(DATASET EXCERPTS)
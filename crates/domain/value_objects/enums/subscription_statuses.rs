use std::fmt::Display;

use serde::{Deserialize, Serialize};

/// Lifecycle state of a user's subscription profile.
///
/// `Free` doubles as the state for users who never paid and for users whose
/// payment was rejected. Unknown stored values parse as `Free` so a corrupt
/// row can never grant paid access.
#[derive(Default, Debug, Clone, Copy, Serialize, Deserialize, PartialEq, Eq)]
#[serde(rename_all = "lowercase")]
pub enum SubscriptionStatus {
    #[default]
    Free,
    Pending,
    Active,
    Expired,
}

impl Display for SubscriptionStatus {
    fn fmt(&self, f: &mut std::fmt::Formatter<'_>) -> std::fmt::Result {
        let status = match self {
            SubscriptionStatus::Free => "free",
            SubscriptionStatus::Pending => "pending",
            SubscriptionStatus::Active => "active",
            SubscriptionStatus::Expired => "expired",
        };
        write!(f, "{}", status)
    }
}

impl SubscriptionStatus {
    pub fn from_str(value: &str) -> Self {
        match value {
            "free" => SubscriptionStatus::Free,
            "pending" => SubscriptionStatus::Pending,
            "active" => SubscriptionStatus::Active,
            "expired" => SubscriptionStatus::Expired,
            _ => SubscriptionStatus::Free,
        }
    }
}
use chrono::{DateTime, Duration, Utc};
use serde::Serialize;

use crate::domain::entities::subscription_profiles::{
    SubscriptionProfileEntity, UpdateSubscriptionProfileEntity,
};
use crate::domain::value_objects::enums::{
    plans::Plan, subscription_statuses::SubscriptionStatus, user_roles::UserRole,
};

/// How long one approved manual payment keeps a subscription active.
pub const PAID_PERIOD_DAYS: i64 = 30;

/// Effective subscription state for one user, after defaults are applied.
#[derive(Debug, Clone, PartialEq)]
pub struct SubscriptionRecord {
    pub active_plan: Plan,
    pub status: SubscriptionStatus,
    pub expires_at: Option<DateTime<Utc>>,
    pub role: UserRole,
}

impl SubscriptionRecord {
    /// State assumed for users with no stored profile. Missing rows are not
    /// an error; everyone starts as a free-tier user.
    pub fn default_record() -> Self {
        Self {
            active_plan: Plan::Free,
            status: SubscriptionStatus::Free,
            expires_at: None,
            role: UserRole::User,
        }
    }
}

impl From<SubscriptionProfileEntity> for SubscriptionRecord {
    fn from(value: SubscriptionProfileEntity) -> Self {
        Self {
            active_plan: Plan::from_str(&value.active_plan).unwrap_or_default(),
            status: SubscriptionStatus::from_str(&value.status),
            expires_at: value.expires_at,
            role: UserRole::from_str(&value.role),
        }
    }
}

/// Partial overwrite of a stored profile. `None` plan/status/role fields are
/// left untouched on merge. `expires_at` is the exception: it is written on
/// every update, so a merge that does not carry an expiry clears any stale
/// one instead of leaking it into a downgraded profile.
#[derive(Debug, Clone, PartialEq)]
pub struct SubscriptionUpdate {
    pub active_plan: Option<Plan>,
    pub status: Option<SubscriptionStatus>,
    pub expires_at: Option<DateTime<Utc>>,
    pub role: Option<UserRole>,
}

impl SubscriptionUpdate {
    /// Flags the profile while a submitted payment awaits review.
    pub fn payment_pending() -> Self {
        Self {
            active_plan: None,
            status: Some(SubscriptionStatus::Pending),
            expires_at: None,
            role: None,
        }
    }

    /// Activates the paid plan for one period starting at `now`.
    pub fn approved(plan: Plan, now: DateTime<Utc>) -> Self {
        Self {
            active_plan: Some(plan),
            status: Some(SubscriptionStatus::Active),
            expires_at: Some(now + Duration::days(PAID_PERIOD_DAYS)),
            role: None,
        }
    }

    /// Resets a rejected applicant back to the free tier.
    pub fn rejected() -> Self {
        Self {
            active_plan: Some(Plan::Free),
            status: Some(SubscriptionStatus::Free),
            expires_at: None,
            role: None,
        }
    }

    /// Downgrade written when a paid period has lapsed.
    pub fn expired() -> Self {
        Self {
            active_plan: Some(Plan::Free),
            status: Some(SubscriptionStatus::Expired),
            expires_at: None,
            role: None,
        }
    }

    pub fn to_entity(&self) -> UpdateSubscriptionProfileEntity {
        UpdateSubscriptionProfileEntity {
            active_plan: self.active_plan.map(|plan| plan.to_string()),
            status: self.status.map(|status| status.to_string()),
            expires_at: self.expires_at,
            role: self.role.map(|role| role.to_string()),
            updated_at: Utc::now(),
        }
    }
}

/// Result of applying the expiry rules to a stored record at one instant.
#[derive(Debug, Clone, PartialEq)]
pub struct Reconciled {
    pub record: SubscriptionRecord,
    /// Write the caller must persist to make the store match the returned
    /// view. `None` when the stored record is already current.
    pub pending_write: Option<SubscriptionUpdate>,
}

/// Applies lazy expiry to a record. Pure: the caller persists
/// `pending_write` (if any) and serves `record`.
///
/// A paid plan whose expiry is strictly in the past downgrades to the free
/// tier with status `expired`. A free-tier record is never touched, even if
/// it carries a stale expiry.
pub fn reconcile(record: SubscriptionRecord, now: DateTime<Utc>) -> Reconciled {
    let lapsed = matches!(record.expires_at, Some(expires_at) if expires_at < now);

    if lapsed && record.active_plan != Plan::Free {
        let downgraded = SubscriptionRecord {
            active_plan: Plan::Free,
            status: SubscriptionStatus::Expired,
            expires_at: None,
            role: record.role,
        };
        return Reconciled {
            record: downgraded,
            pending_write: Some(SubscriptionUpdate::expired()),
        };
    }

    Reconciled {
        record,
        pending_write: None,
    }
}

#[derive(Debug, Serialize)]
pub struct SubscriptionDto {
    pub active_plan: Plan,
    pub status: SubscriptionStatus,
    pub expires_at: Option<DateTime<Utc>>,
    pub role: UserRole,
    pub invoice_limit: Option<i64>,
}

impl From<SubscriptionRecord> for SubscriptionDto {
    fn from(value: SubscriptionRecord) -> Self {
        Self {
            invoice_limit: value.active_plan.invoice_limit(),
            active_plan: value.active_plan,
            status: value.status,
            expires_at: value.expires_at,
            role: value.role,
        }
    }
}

(TASK DIRECTIONS) The material must be repeated in full, with every line exact.

(SOLUTION FOR THIS TASK)
filename crates/domain/value_objects/enums/subscription_statuses.rs
use std::fmt::Display;

use serde::{Deserialize, Serialize};

/// Lifecycle state of a user's subscription profile.
///
/// `Free` doubles as the state for users who never paid and for users whose
/// payment was rejected. Unknown stored values parse as `Free` so a corrupt
/// row can never grant paid access.
#[derive(Default, Debug, Clone, Copy, Serialize, Deserialize, PartialEq, Eq)]
#[serde(rename_all = "lowercase")]
pub enum SubscriptionStatus {
    #[default]
    Free,
    Pending,
    Active,
    Expired,
}

impl Display for SubscriptionStatus {
    fn fmt(&self, f: &mut std::fmt::Formatter<'_>) -> std::fmt::Result {
        let status = match self {
            SubscriptionStatus::Free => "free",
            SubscriptionStatus::Pending => "pending",
            SubscriptionStatus::Active => "active",
            SubscriptionStatus::Expired => "expired",
        };
        write!(f, "{}", status)
    }
}

impl SubscriptionStatus {
    pub fn from_str(value: &str) -> Self {
        match value {
            "free" => SubscriptionStatus::Free,
            "pending" => SubscriptionStatus::Pending,
            "active" => SubscriptionStatus::Active,
            "expired" => SubscriptionStatus::Expired,
            _ => SubscriptionStatus::Free,
        }
    }
}
use chrono::{DateTime, Duration, Utc};
use serde::Serialize;

use crate::domain::entities::subscription_profiles::{
    SubscriptionProfileEntity, UpdateSubscriptionProfileEntity,
};
use crate::domain::value_objects::enums::{
    plans::Plan, subscription_statuses::SubscriptionStatus, user_roles::UserRole,
};

/// How long one approved manual payment keeps a subscription active.
pub const PAID_PERIOD_DAYS: i64 = 30;

/// Effective subscription state for one user, after defaults are applied.
#[derive(Debug, Clone, PartialEq)]
pub struct SubscriptionRecord {
    pub active_plan: Plan,
    pub status: SubscriptionStatus,
    pub expires_at: Option<DateTime<Utc>>,
    pub role: UserRole,
}

impl SubscriptionRecord {
    /// State assumed for users with no stored profile. Missing rows are not
    /// an error; everyone starts as a free-tier user.
    pub fn default_record() -> Self {
        Self {
            active_plan: Plan::Free,
            status: SubscriptionStatus::Free,
            expires_at: None,
            role: UserRole::User,
        }
    }
}

impl From<SubscriptionProfileEntity> for SubscriptionRecord {
    fn from(value: SubscriptionProfileEntity) -> Self {
        Self {
            active_plan: Plan::from_str(&value.active_plan).unwrap_or_default(),
            status: SubscriptionStatus::from_str(&value.status),
            expires_at: value.expires_at,
            role: UserRole::from_str(&value.role),
        }
    }
}

/// Partial overwrite of a stored profile. `None` plan/status/role fields are
/// left untouched on merge. `expires_at` is the exception: it is written on
/// every update, so a merge that does not carry an expiry clears any stale
/// one instead of leaking it into a downgraded profile.
#[derive(Debug, Clone, PartialEq)]
pub struct SubscriptionUpdate {
    pub active_plan: Option<Plan>,
    pub status: Option<SubscriptionStatus>,
    pub expires_at: Option<DateTime<Utc>>,
    pub role: Option<UserRole>,
}

impl SubscriptionUpdate {
    /// Flags the profile while a submitted payment awaits review.
    pub fn payment_pending() -> Self {
        Self {
            active_plan: None,
            status: Some(SubscriptionStatus::Pending),
            expires_at: None,
            role: None,
        }
    }

    /// Activates the paid plan for one period starting at `now`.
    pub fn approved(plan: Plan, now: DateTime<Utc>) -> Self {
        Self {
            active_plan: Some(plan),
            status: Some(SubscriptionStatus::Active),
            expires_at: Some(now + Duration::days(PAID_PERIOD_DAYS)),
            role: None,
        }
    }

    /// Resets a rejected applicant back to the free tier.
    pub fn rejected() -> Self {
        Self {
            active_plan: Some(Plan::Free),
            status: Some(SubscriptionStatus::Free),
            expires_at: None,
            role: None,
        }
    }

    /// Downgrade written when a paid period has lapsed.
    pub fn expired() -> Self {
        Self {
            active_plan: Some(Plan::Free),
            status: Some(SubscriptionStatus::Expired),
            expires_at: None,
            role: None,
        }
    }

    pub fn to_entity(&self) -> UpdateSubscriptionProfileEntity {
        UpdateSubscriptionProfileEntity {
            active_plan: self.active_plan.map(|plan| plan.to_string()),
            status: self.status.map(|status| status.to_string()),
            expires_at: self.expires_at,
            role: self.role.map(|role| role.to_string()),
            updated_at: Utc::now(),
        }
    }
}

/// Result of applying the expiry rules to a stored record at one instant.
#[derive(Debug, Clone, PartialEq)]
pub struct Reconciled {
    pub record: SubscriptionRecord,
    /// Write the caller must persist to make the store match the returned
    /// view. `None` when the stored record is already current.
    pub pending_write: Option<SubscriptionUpdate>,
}

/// Applies lazy expiry to a record. Pure: the caller persists
/// `pending_write` (if any) and serves `record`.
///
/// A paid plan whose expiry is strictly in the past downgrades to the free
/// tier with status `expired`. A free-tier record is never touched, even if
/// it carries a stale expiry.
pub fn reconcile(record: SubscriptionRecord, now: DateTime<Utc>) -> Reconciled {
    let lapsed = matches!(record.expires_at, Some(expires_at) if expires_at < now);

    if lapsed && record.active_plan != Plan::Free {
        let downgraded = SubscriptionRecord {
            active_plan: Plan::Free,
            status: SubscriptionStatus::Expired,
            expires_at: None,
            role: record.role,
        };
        return Reconciled {
            record: downgraded,
            pending_write: Some(SubscriptionUpdate::expired()),
        };
    }

    Reconciled {
        record,
        pending_write: None,
    }
}

#[derive(Debug, Serialize)]
pub struct SubscriptionDto {
    pub active_plan: Plan,
    pub status: SubscriptionStatus,
    pub expires_at: Option<DateTime<Utc>>,
    pub role: UserRole,
    pub invoice_limit: Option<i64>,
}

impl From<SubscriptionRecord> for SubscriptionDto {
    fn from(value: SubscriptionRecord) -> Self {
        Self {
            invoice_limit: value.active_plan.invoice_limit(),
            active_plan: value.active_plan,
            status: value.status,
            expires_at: value.expires_at,
            role: value.role,
        }
    }
}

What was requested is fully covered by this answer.